One of the single most powerful things you can do to prevent disease, increase longevity, and improve your health is to avoid eating refined sugar. Yet, giving it up can be one of the greatest health challenges to accomplish and maintain long-term. Especially in today's society where sugar is added freely to foods without a second thought. Add to this the addictive nature of sugar, our natural desire for sweet flavors, and conflicting information on what constitutes a “healthy” vs “unhealthy” sugar and it’s no wonder most people throw in the towel after just a few weeks. However, once you understand the science behind how sugar negatively affects your health and how to use other foods and lifestyle changes to balance out those cravings, you’ll find it’s a little easier to say goodbye to refined sugar after all.



What does refined sugar do to the body?

Most of us know sugar isn’t good for us, but we don’t really know why—or more specifically what refined sugar actually does to our bodies.


Sugar impacts our physical, mental, and emotional health in more ways than one. First, it’s important to understand that most modern refined table sugar no longer comes from sugar cane; it comes from genetically modified (GMO) sugar beets. For those who aren’t familiar with GMOs, they are seeds which have been genetically engineered to resist large amounts of glyphosate pesticide application, a probable carcinogen). So, the sugar we’re consuming today is genetically different and higher in pesticides than the sugar we were eating just a decade ago. That doesn’t mean refined sugar from sugar cane is healthy, it just shows how much our food has changed in a short period of time.
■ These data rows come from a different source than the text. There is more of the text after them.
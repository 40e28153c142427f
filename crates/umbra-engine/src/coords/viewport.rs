/// Screen dimensions in physical pixels.
///
/// Pushed to every shading program as `screen_dimensions`; also sizes the
/// G-buffer and the directional light's full-screen quad.
#[derive(Debug, Copy, Clone, Default, PartialEq)]
pub struct Viewport {
    pub width: f32,
    pub height: f32,
}

impl Viewport {
    #[inline]
    pub const fn new(width: f32, height: f32) -> Self {
        Self { width, height }
    }

    #[inline]
    pub fn is_valid(self) -> bool {
        self.width > 0.0 && self.height > 0.0 && self.width.is_finite() && self.height.is_finite()
    }

    /// Physical extent for render-target allocation, never below 1×1.
    #[inline]
    pub fn extent(self) -> (u32, u32) {
        (self.width.max(1.0) as u32, self.height.max(1.0) as u32)
    }

    #[inline]
    pub const fn to_array(self) -> [f32; 2] {
        [self.width, self.height]
    }
}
So, what happens when you consume refined sugar? Refined sugar is essentially a naked carbohydrate that’s been completely stripped of all its nutrients and fiber during processing. This causes it to rob your body of essential nutrients like B-vitamins and magnesium when eaten. As it enters your bloodstream it causes a major spike in blood sugar which creates a cascade effect, forcing your pancreas to produce extra insulin, which causes your adrenals to pump out stress hormones, all of which your liver must process later on—which is why excess sugar has been linked to non-alcoholic fatty liver disease. As it’s broken down and absorbed, refined sugar continues its rampage by feeding pathogens and yeasts which disrupt your body’s microbiome leading to a drop in immune function. Excess sugar consumption also produces free radicals which causes cell damage resulting in inflammation which can lead to a variety of chronic conditions, from heart disease and obesity to dementia, depression, and even some cancers. Last and most important, refined sugar suppresses infection-fighting white blood cells, disrupts the microbiome, and devastates immune function making us more vulnerable to illness.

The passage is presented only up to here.